Environment plays its role too, as family practices and habits of thought and ways of coping with stress can readily become learned behaviours by children who tend to pattern aspects of their personalities later on in adulthood after their parents.
You're very lucky that something as weak as chamomile tea does the trick for you. My personal nut is too hard for that herb to crack. The effects you're getting could be allergy related, as the chamomile flower could be an allergen for you in high quantities of consumption. But you might try plain chamomile tea without the other things that are in Sleepytime -- Celestial Seasonings also has a relatively new habit of putting in some things that shouldn't be there, as it's now owned by the Hain conglomerate. There are a couple of good companies that make plain herbs in teabags you can find at any good health food store, just to see if that solves the side effect problem.
I wish there was a magic tea that would do the trick, but it's just one thing along others that is sort of comforting. The teas I drink are Tazo wild sweet orange, peppermint (although peppermint actually supposed to be energizing), chamomile, sleepy time, Tazo passion, and anything without caffeine.
Distraction seems to be the most effective strategy to calm the body response - to completely engage the mind elsewhere to allow the body to stop reacting to looping thoughts.
Expanding on the original post, drawing seems to be the only way I can truly pull off any kind of meditation. Sometimes can't do it. The Drawing On The Right Side Of The Brain book has exercises (for artists and non-artists alike) that force you to "shut off" your "left brain" and that put you into a deep state of relaxation as you make the shift. You can feel the shift although it can be frustrating at times but can be achieved with practice.
Also what really helps, after the initial body response comes back down to normal, to identify the underlying situation/fear that your head is stressed about and resolve it mentally (and sometimes externally if something needs to be straightened out with someone else).

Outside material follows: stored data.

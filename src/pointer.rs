//! Pointer tracking for swarm interaction.
//!
//! One `Pointer` per swarm collects cursor position and button state from
//! window events. Particles read it once per tick: the left button pulls the
//! swarm toward the cursor, the right button pushes nearby particles away.
//!
//! Button semantics are deliberately coarse for a background effect: a press
//! latches the matching flag, and *any* release clears all flags at once, so
//! a drag that ends off-window can never leave a force stuck on.

use glam::Vec2;
use winit::event::{ElementState, MouseButton as WinitMouseButton, WindowEvent};

/// Pointer buttons the swarm distinguishes.
#[derive(Debug, Clone, Copy, PartialEq, Eq)]
pub enum PointerButton {
    Left,
    Right,
    Middle,
}

impl PointerButton {
    fn from_winit(button: WinitMouseButton) -> Option<Self> {
        match button {
            WinitMouseButton::Left => Some(Self::Left),
            WinitMouseButton::Right => Some(Self::Right),
            WinitMouseButton::Middle => Some(Self::Middle),
            _ => None,
        }
    }
}

/// Latched pressed flags, read by every particle each tick.
#[derive(Debug, Default, Clone, Copy, PartialEq, Eq)]
pub struct ButtonState {
    pub left: bool,
    pub right: bool,
    /// Tracked so releases clear it, but no press ever sets it - no gesture
    /// is bound to the middle button.
    pub middle: bool,
}

/// Current cursor position and button state.
#[derive(Debug, Default)]
pub struct Pointer {
    position: Vec2,
    buttons: ButtonState,
}

impl Pointer {
    pub fn new() -> Self {
        Self::default()
    }

    /// Cursor position in surface pixel coordinates.
    pub fn position(&self) -> Vec2 {
        self.position
    }

    pub fn buttons(&self) -> ButtonState {
        self.buttons
    }

    /// Record a cursor move.
    pub fn move_to(&mut self, position: Vec2) {
        self.position = position;
    }

    /// Latch a button press.
    pub fn press(&mut self, button: PointerButton) {
        match button {
            PointerButton::Left => self.buttons.left = true,
            PointerButton::Right => self.buttons.right = true,
            PointerButton::Middle => {}
        }
    }

    /// Clear every flag. Called on any button release.
    pub fn release_all(&mut self) {
        self.buttons = ButtonState::default();
    }

    /// Feed a winit window event into the tracker.
    pub(crate) fn handle_event(&mut self, event: &WindowEvent) {
        match event {
            WindowEvent::CursorMoved { position, .. } => {
                self.move_to(Vec2::new(position.x as f32, position.y as f32));
            }
            WindowEvent::MouseInput { state, button, .. } => match state {
                ElementState::Pressed => {
                    if let Some(button) = PointerButton::from_winit(*button) {
                        self.press(button);
                    }
                }
                ElementState::Released => self.release_all(),
            },
            _ => {}
        }
    }
}

#[cfg(test)]
mod tests {
    use super::*;

    #[test]
    fn test_press_latches_only_the_matching_flag() {
        let mut pointer = Pointer::new();
        pointer.press(PointerButton::Left);
        assert!(pointer.buttons().left);
        assert!(!pointer.buttons().right);

        pointer.press(PointerButton::Right);
        assert!(pointer.buttons().left && pointer.buttons().right);
    }

    #[test]
    fn test_middle_press_sets_no_flag() {
        let mut pointer = Pointer::new();
        pointer.press(PointerButton::Middle);
        assert_eq!(pointer.buttons(), ButtonState::default());
    }

    #[test]
    fn test_any_release_clears_all_flags() {
        let mut pointer = Pointer::new();
        pointer.press(PointerButton::Left);
        pointer.press(PointerButton::Right);
        pointer.release_all();
        assert_eq!(pointer.buttons(), ButtonState::default());
    }

    #[test]
    fn test_move_updates_position() {
        let mut pointer = Pointer::new();
        pointer.move_to(Vec2::new(120.0, 48.5));
        assert_eq!(pointer.position(), Vec2::new(120.0, 48.5));
    }
}
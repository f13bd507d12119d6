//! Swarm behavior configuration.
//!
//! Every tuning constant of the simulation lives here with its default, so a
//! host can adjust the feel of the effect without touching particle code.
//! Appearance settings are nested as [`VisualConfig`].

use std::ops::RangeInclusive;

use crate::visuals::VisualConfig;

/// Breakpoint below which the swarm is thinned out for narrow viewports.
const NARROW_VIEWPORT_WIDTH: u32 = 768;

/// Motion and population settings for a [`Swarm`](crate::swarm::Swarm).
#[derive(Debug, Clone)]
pub struct SwarmConfig {
    /// Number of particles. `None` derives a count from the viewport width
    /// at startup via [`particle_count_for_width`]; the count is never
    /// re-derived on resize.
    pub particle_count: Option<u32>,
    /// Velocity retention per tick, slightly below 1 so speed bleeds off
    /// as implicit drag.
    pub damping: f32,
    /// Pull toward the pointer while the left button is held. Applied at any
    /// distance - the attraction has no radius.
    pub attract_strength: f32,
    /// Push radius around the pointer while the right button is held, in
    /// pixels.
    pub repel_radius: f32,
    /// Push strength inside [`repel_radius`](Self::repel_radius).
    pub repel_strength: f32,
    /// Divisor mapping pixel positions to noise-field coordinates.
    pub noise_scale: f32,
    /// Divisor mapping elapsed seconds to the noise time coordinate.
    pub time_scale: f64,
    /// Amplitude of the uniform per-tick velocity jitter.
    pub jitter: f32,
    /// Amplitude of the noise-field contribution to velocity.
    pub noise_strength: f32,
    /// Lifetime drawn uniformly for each spawn, in ticks.
    pub life_range: RangeInclusive<i32>,
    /// Colors and trail decay.
    pub visuals: VisualConfig,
}

impl Default for SwarmConfig {
    fn default() -> Self {
        Self {
            particle_count: None,
            damping: 0.96,
            attract_strength: 0.0002,
            repel_radius: 200.0,
            repel_strength: 0.01,
            noise_scale: 300.0,
            time_scale: 8.0,
            jitter: 0.2,
            noise_strength: 0.1,
            life_range: 1000..=5000,
            visuals: VisualConfig::default(),
        }
    }
}

/// Default particle count for a viewport width: a coarse heuristic, not a
/// density curve.
pub fn particle_count_for_width(width: u32) -> u32 {
    if width < NARROW_VIEWPORT_WIDTH {
        1200
    } else {
        2500
    }
}

#[cfg(test)]
mod tests {
    use super::*;

    #[test]
    fn test_count_heuristic_breakpoint() {
        assert_eq!(particle_count_for_width(320), 1200);
        assert_eq!(particle_count_for_width(767), 1200);
        assert_eq!(particle_count_for_width(768), 2500);
        assert_eq!(particle_count_for_width(3840), 2500);
    }

    #[test]
    fn test_defaults_are_sane() {
        let config = SwarmConfig::default();
        assert!(config.damping < 1.0 && config.damping > 0.9);
        assert!(config.repel_strength > config.attract_strength);
        assert!(*config.life_range.start() >= 1);
        assert!(config.life_range.start() <= config.life_range.end());
    }
}
//! Unit tests for the ingest module.

mod scanner_tests;
mod scheduler_tests;

use crate::ingest::domain::{InboundMessage, MessageContext};
use chrono::Utc;

/// Builds an inbound email with the given external id.
fn email(external_id: &str, subject: &str, body: &str) -> InboundMessage {
    InboundMessage::new(
        external_id,
        body,
        MessageContext::Email {
            subject: subject.to_owned(),
            participants: vec!["sender@example.com".to_owned()],
        },
        Utc::now(),
    )
}
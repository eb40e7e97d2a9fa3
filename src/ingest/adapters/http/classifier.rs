//! Classifier adapter calling an LLM endpoint over HTTP.
//!
//! The endpoint receives the message text and context as JSON and
//! replies with a structured verdict: whether the message contains an
//! actionable task and, if so, the proposed fields. Replies are
//! validated through the domain constructors so a misbehaving model
//! cannot smuggle invalid fields into a draft.

use async_trait::async_trait;
use serde::{Deserialize, Serialize};

use crate::draft::domain::Confidence;
use crate::ingest::{
    domain::{InboundMessage, MessageContext, TaskProposal},
    ports::{ClassifierError, ClassifierResult, TaskClassifier},
};
use crate::task::domain::{Energy, EstimatedMinutes, Workspace};

/// Connection settings for the classifier endpoint.
#[derive(Debug, Clone)]
pub struct ClassifierConfig {
    /// URL of the classification endpoint.
    pub endpoint: String,
    /// Bearer token presented on every request.
    pub token: String,
}

/// Task classifier backed by an HTTP endpoint.
#[derive(Debug, Clone)]
pub struct HttpTaskClassifier {
    http: reqwest::Client,
    config: ClassifierConfig,
}

#[derive(Debug, Serialize)]
struct ClassifyRequest<'a> {
    source: &'a str,
    text: &'a str,
    context: &'a MessageContext,
}

#[derive(Debug, Deserialize)]
struct ClassifyReply {
    task_detected: bool,
    title: Option<String>,
    #[serde(default = "Option::default")]
    description: Option<String>,
    #[serde(default = "Option::default")]
    workspace: Option<String>,
    #[serde(default = "Option::default")]
    energy: Option<String>,
    #[serde(default = "Option::default")]
    estimated_minutes: Option<u32>,
    #[serde(default = "Vec::new")]
    tags: Vec<String>,
    #[serde(default = "Option::default")]
    confidence: Option<f32>,
}

impl HttpTaskClassifier {
    /// Creates a classifier over the given HTTP client and settings.
    #[must_use]
    pub const fn new(http: reqwest::Client, config: ClassifierConfig) -> Self {
        Self { http, config }
    }

    fn to_proposal(reply: ClassifyReply) -> ClassifierResult<Option<TaskProposal>> {
        if !reply.task_detected {
            return Ok(None);
        }
        let title = reply.title.ok_or_else(|| {
            ClassifierError::upstream(std::io::Error::other(
                "classifier detected a task but returned no title",
            ))
        })?;
        let mut proposal = TaskProposal::new(title)
            .map_err(ClassifierError::upstream)?
            .with_tags(reply.tags);
        if let Some(description) = reply.description {
            proposal = proposal.with_description(description);
        }
        if let Some(workspace) = reply.workspace {
            let workspace =
                Workspace::try_from(workspace.as_str()).map_err(ClassifierError::upstream)?;
            proposal = proposal.with_workspace(workspace);
        }
        if let Some(energy) = reply.energy {
            let energy = Energy::try_from(energy.as_str()).map_err(ClassifierError::upstream)?;
            proposal = proposal.with_energy(energy);
        }
        if let Some(minutes) = reply.estimated_minutes {
            let estimate = EstimatedMinutes::new(minutes).map_err(ClassifierError::upstream)?;
            proposal = proposal.with_estimated_minutes(estimate);
        }
        if let Some(confidence) = reply.confidence {
            let confidence = Confidence::new(confidence).map_err(ClassifierError::upstream)?;
            proposal = proposal.with_confidence(confidence);
        }
        Ok(Some(proposal))
    }
}

#[async_trait]
impl TaskClassifier for HttpTaskClassifier {
    async fn classify(&self, message: &InboundMessage) -> ClassifierResult<Option<TaskProposal>> {
        let request = ClassifyRequest {
            source: message.source().as_str(),
            text: message.body(),
            context: message.context(),
        };
        let reply: ClassifyReply = self
            .http
            .post(&self.config.endpoint)
            .bearer_auth(&self.config.token)
            .json(&request)
            .send()
            .await
            .map_err(ClassifierError::upstream)?
            .error_for_status()
            .map_err(ClassifierError::upstream)?
            .json()
            .await
            .map_err(ClassifierError::upstream)?;
        Self::to_proposal(reply)
    }
}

I've had mixed success, but not full success, with all of these strategies.
You're absolutely right trying just plain camomille tea (it's foolish of me to think I'm getting better value just because the price is the same for the version that includes additional herbs, so I perceive it as better value somehow). Not that I see being able to drink more than a cup or two as a high priority, but the principle's sound (avoiding unneeded components).

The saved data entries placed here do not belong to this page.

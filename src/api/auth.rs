//! Bearer-token middleware.
//!
//! Every route requires a valid token. On success the verified
//! [`crate::auth::UserId`] is inserted into request extensions for
//! handlers to read.

use axum::extract::{Request, State};
use axum::middleware::Next;
use axum::response::Response;
use mockable::Clock;
use std::sync::Arc;
use tracing::debug;

use super::error::ApiError;
use crate::auth::TokenCodec;

/// State for the authentication middleware.
pub struct AuthState<C> {
    /// Token codec verifying bearer tokens.
    pub codec: TokenCodec,
    /// Clock used for expiry checks.
    pub clock: Arc<C>,
}

impl<C> Clone for AuthState<C> {
    fn clone(&self) -> Self {
        Self {
            codec: self.codec.clone(),
            clock: Arc::clone(&self.clock),
        }
    }
}

/// Verifies the `Authorization: Bearer` header and stores the verified
/// user id in request extensions.
///
/// # Errors
///
/// Returns [`ApiError::Auth`] when the header is missing or the token
/// fails verification for any reason.
pub async fn require_bearer<C>(
    State(auth): State<AuthState<C>>,
    mut request: Request,
    next: Next,
) -> Result<Response, ApiError>
where
    C: Clock + Send + Sync + 'static,
{
    let header = request
        .headers()
        .get(axum::http::header::AUTHORIZATION)
        .and_then(|value| value.to_str().ok())
        .ok_or(ApiError::Auth)?;
    let token = header.strip_prefix("Bearer ").ok_or(ApiError::Auth)?;

    let user = auth.codec.verify(token, &*auth.clock).map_err(|err| {
        // The precise reason stays in the logs; the response is a plain 401.
        debug!(error = %err, "token verification failed");
        ApiError::Auth
    })?;
    request.extensions_mut().insert(user);
    Ok(next.run(request).await)
}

I think we largely make our own luck. A cup of camomille tea works for me much of the time because I've laid the groundwork (a keen alertness for my mood level so I can take steps before it slides out of control, healthy diet, taking care to avoid stressors, good sleep (lately, wearing yellow tinted sunglasses a couple of hours before bedtime has deepened and lengthened my sleep--by blocking blue light in the evening it really does allow my body's own melatonin to settle me down nicely), start taking meditation breaks and doing calming routines whenever I'm sensing my nervous tension is heightening), so something very mild like camomille doesn't have much of a challenge to tip me back into a mellow mood.
There've been plenty of times earlier where nothing but a prescription bandaid med will do the trick, typically when I've neglected my mental hygiene for too long or encountered a series of setbacks without time to recuperate.